**YOUR INSTRUCTIONS:**
The answer is the number of lines in the data that contain the word "addresses"; give it alone.

··· DATA SHOWN

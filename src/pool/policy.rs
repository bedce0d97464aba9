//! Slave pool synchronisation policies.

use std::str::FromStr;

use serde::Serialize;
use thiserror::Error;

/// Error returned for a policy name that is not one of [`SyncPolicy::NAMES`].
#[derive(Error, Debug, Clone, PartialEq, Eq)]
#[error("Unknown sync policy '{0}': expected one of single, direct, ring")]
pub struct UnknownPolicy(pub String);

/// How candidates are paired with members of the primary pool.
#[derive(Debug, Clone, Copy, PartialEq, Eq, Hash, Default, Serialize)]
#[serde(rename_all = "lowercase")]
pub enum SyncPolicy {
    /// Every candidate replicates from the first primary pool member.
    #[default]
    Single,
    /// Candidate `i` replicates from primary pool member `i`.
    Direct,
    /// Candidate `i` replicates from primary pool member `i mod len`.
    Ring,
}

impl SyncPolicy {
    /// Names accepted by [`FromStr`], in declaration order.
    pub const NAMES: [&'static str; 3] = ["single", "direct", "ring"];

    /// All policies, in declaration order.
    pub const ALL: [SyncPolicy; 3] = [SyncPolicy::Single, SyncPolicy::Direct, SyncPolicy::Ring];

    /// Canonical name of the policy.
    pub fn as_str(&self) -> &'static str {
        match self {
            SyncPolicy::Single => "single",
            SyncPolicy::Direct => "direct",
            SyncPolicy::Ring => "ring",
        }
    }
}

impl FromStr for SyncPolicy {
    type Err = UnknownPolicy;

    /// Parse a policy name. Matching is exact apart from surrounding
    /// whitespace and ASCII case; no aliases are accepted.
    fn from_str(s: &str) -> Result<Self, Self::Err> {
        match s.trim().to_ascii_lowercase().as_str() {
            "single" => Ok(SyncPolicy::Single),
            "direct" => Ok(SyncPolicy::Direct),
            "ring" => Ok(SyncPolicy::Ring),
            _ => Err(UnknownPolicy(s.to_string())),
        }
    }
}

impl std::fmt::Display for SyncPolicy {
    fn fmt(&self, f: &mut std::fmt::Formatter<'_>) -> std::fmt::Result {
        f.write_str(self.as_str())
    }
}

······
··· DATA SHOWN

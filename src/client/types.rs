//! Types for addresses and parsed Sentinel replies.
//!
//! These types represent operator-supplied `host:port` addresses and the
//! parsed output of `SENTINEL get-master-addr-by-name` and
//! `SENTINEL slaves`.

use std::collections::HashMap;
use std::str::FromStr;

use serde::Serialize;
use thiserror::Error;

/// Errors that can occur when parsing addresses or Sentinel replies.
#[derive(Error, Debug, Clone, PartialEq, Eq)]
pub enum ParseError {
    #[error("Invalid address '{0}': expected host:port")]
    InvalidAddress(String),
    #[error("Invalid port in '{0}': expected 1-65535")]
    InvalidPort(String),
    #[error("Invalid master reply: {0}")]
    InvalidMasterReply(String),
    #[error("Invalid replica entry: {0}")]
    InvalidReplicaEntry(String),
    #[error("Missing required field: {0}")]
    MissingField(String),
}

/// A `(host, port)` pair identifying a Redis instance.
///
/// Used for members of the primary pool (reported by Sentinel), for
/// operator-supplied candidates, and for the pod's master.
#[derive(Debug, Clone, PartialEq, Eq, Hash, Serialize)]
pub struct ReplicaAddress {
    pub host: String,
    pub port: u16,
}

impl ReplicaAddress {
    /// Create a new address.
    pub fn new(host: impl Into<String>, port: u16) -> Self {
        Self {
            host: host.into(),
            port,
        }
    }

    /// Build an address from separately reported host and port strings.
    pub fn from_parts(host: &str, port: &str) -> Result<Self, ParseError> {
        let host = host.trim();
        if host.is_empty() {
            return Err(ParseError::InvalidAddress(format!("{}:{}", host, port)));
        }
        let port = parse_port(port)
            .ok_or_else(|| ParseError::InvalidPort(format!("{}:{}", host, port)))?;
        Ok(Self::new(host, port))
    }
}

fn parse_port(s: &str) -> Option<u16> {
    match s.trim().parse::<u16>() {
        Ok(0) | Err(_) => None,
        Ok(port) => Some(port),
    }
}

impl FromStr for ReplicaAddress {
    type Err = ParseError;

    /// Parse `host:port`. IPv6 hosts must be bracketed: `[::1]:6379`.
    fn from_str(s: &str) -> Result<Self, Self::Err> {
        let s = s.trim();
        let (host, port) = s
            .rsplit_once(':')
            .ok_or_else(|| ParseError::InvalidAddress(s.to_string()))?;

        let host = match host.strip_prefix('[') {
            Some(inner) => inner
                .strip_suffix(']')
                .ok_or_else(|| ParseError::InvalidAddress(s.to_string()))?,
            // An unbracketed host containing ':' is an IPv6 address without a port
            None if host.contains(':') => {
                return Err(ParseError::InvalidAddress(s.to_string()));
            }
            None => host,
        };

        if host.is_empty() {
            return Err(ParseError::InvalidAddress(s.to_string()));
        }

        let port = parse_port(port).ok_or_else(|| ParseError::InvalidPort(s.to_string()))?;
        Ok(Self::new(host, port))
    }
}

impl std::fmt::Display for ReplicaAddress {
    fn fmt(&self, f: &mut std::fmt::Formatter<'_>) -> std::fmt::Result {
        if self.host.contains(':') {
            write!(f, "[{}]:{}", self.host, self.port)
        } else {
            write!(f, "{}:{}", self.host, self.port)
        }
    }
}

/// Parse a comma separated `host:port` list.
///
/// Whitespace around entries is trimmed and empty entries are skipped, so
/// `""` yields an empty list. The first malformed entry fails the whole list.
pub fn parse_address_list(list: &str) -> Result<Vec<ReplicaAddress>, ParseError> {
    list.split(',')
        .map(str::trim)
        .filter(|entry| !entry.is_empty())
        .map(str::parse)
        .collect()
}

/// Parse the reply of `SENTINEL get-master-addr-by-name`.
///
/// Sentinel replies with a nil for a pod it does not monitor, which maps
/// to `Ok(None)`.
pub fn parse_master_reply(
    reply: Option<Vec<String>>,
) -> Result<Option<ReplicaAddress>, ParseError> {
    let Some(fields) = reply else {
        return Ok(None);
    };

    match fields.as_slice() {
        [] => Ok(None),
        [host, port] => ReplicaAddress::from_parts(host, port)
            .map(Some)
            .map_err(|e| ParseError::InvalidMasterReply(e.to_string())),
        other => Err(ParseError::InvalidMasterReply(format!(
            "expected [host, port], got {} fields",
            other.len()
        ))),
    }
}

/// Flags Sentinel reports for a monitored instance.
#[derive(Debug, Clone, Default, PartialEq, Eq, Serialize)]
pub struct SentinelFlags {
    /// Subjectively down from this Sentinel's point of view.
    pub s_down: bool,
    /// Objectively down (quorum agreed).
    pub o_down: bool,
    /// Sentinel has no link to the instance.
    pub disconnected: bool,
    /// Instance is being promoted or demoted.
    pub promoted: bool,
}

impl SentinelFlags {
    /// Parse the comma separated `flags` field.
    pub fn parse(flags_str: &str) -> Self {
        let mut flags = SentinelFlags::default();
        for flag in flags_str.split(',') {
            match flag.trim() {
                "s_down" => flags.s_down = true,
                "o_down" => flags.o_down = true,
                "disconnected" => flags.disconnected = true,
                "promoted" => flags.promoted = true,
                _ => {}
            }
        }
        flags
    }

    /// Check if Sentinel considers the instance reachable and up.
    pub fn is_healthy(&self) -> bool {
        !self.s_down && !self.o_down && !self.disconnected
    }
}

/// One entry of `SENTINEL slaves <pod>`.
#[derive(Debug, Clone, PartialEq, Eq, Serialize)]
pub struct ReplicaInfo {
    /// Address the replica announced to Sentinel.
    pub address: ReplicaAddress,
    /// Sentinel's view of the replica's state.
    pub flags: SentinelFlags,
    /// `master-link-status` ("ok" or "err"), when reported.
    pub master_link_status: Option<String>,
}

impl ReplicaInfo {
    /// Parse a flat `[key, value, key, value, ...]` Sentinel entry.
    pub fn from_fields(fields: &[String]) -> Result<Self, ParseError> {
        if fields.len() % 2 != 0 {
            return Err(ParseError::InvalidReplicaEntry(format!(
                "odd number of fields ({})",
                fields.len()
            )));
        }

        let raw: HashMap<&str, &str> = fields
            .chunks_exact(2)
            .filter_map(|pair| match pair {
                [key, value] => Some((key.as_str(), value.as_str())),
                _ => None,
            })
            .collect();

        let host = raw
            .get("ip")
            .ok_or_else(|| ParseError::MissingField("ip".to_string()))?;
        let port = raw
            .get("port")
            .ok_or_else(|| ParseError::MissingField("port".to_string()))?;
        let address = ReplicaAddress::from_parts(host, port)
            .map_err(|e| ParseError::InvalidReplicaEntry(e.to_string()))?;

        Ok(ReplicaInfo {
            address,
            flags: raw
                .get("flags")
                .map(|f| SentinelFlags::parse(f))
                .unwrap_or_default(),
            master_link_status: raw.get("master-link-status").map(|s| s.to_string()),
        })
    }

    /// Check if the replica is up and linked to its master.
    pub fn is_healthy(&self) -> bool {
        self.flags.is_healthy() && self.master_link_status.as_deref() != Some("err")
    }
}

······
··· DATA SHOWN

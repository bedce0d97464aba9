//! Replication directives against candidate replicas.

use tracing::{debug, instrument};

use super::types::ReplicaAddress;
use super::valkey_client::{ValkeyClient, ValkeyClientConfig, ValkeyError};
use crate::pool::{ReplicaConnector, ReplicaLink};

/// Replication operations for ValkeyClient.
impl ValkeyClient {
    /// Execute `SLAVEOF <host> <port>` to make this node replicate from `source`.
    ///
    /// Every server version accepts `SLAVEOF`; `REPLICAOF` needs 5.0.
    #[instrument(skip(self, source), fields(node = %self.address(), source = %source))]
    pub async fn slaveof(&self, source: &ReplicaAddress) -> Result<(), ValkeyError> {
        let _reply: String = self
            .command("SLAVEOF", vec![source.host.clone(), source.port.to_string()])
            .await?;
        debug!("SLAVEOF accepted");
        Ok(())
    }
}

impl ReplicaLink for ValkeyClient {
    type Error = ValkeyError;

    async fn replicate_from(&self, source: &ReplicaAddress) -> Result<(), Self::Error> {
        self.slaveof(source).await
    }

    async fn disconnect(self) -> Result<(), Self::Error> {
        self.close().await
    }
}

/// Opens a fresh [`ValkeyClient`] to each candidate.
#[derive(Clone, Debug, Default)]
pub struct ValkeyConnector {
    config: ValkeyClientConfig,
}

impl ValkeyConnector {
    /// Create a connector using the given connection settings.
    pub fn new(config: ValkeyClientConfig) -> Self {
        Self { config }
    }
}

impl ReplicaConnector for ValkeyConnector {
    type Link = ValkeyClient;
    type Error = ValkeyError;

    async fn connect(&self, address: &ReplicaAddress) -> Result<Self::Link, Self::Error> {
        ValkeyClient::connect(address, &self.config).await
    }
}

······

**TASK ANSWER:**
3